## What the task requires
Please read the records below and return each line holding the string "EventPayload".

## Task input

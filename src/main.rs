//! Solo kernel - main entry point.
//!
//! Builds the event bus and supervisor, registers the built-in components:
//! - metrics-sampler: publishes bus counters as `metrics-sample` events
//! - status-reporter: logs the aggregated health report
//!
//! then runs until Ctrl-C or SIGTERM.

use clap::Parser;
use std::path::PathBuf;
use std::sync::Arc;
use std::time::Duration;

use solo_core::supervisor::{ComponentSpec, RestartPolicy};
use solo_core::types::{CorrelationId, RestartConfig};
use solo_core::{
    CommBus, ComponentContext, Config, EventPayload, HealthAggregator, KindRegistry, Supervisor,
};

#[derive(Debug, Parser)]
#[command(name = "solo-kernel", version, about = "Solo event bus and component supervisor")]
struct Args {
    /// JSON configuration file.
    #[arg(long, env = "SOLO_CONFIG")]
    config: Option<PathBuf>,

    /// Emit logs as JSON.
    #[arg(long)]
    json_logs: bool,

    /// Interval between metrics samples and status reports.
    #[arg(long, default_value = "15s", value_parser = humantime_serde::re::humantime::parse_duration)]
    report_interval: Duration,
}

#[tokio::main]
async fn main() -> Result<(), Box<dyn std::error::Error>> {
    let args = Args::parse();

    // Load configuration
    let mut config = match &args.config {
        Some(path) => Config::load(path)?,
        None => Config::default(),
    };
    if args.json_logs {
        config.observability.json_logs = true;
    }

    // Initialize observability
    solo_core::observability::init_tracing_with(&config.observability);

    let bus = Arc::new(CommBus::try_new(KindRegistry::with_defaults(), &config.bus)?);
    let supervisor = Supervisor::new(bus.clone(), config.supervisor.clone());
    let health = HealthAggregator::new(supervisor.status_handle(), bus.clone());

    let interval = args.report_interval;
    let always = RestartConfig {
        policy: RestartPolicy::Always,
        ..config.supervisor.default_restart
    };

    supervisor
        .register(
            ComponentSpec::from_fn("metrics-sampler", move |ctx| sample_metrics(ctx, interval))?
                .with_restart(always),
        )
        .await?;

    supervisor
        .register(
            ComponentSpec::from_fn("status-reporter", move |ctx| {
                report_status(ctx, health.clone(), interval)
            })?
            .with_restart(always),
        )
        .await?;

    let started = supervisor.start_all().await?;
    tracing::info!(
        running = ?started.running,
        failed = ?started.failed,
        pending = ?started.pending,
        "Solo kernel started"
    );

    wait_for_signal().await?;
    tracing::info!("shutdown requested");

    let report = supervisor.shutdown(supervisor.shutdown_timeout()).await;
    if !report.is_clean() {
        tracing::error!(unclean = ?report.unclean, "unclean shutdown");
        std::process::exit(1);
    }
    Ok(())
}

/// Publish bus counters as a `metrics-sample` every `interval`.
async fn sample_metrics(ctx: ComponentContext, interval: Duration) -> solo_core::Result<()> {
    let mut ticker = tokio::time::interval(interval);
    loop {
        tokio::select! {
            _ = ticker.tick() => {}
            _ = ctx.cancelled() => return Ok(()),
        }
        let stats = ctx.bus().stats().await;
        let payload = EventPayload::metrics_sample(
            "bus",
            [
                ("events_published", stats.events_published as f64),
                ("events_dropped", stats.events_dropped as f64),
                ("events_timed_out", stats.events_timed_out as f64),
                ("active_subscribers", stats.active_subscribers as f64),
                ("queue_depth", stats.queue_depth as f64),
            ],
        );
        ctx.emit(payload, CorrelationId::new()).await?;
    }
}

async fn report_status(
    ctx: ComponentContext,
    health: HealthAggregator,
    interval: Duration,
) -> solo_core::Result<()> {
    let mut ticker = tokio::time::interval(interval);
    loop {
        tokio::select! {
            _ = ticker.tick() => {}
            _ = ctx.cancelled() => return Ok(()),
        }
        let report = health.get_status().await;
        tracing::info!(
            overall = ?report.overall,
            components = report.components.len(),
            published = report.counters.events_published,
            "status report"
        );
        tracing::debug!(report = %serde_json::to_string(&report)?, "status report detail");
    }
}

#[cfg(unix)]
async fn wait_for_signal() -> std::io::Result<()> {
    use tokio::signal::unix::{signal, SignalKind};

    let mut terminate = signal(SignalKind::terminate())?;
    tokio::select! {
        res = tokio::signal::ctrl_c() => res,
        _ = terminate.recv() => Ok(()),
    }
}

#[cfg(not(unix))]
async fn wait_for_signal() -> std::io::Result<()> {
    tokio::signal::ctrl_c().await
}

## Completed exercise
    CommBus, ComponentContext, Config, EventPayload, HealthAggregator, KindRegistry, Supervisor,
        let payload = EventPayload::metrics_sample(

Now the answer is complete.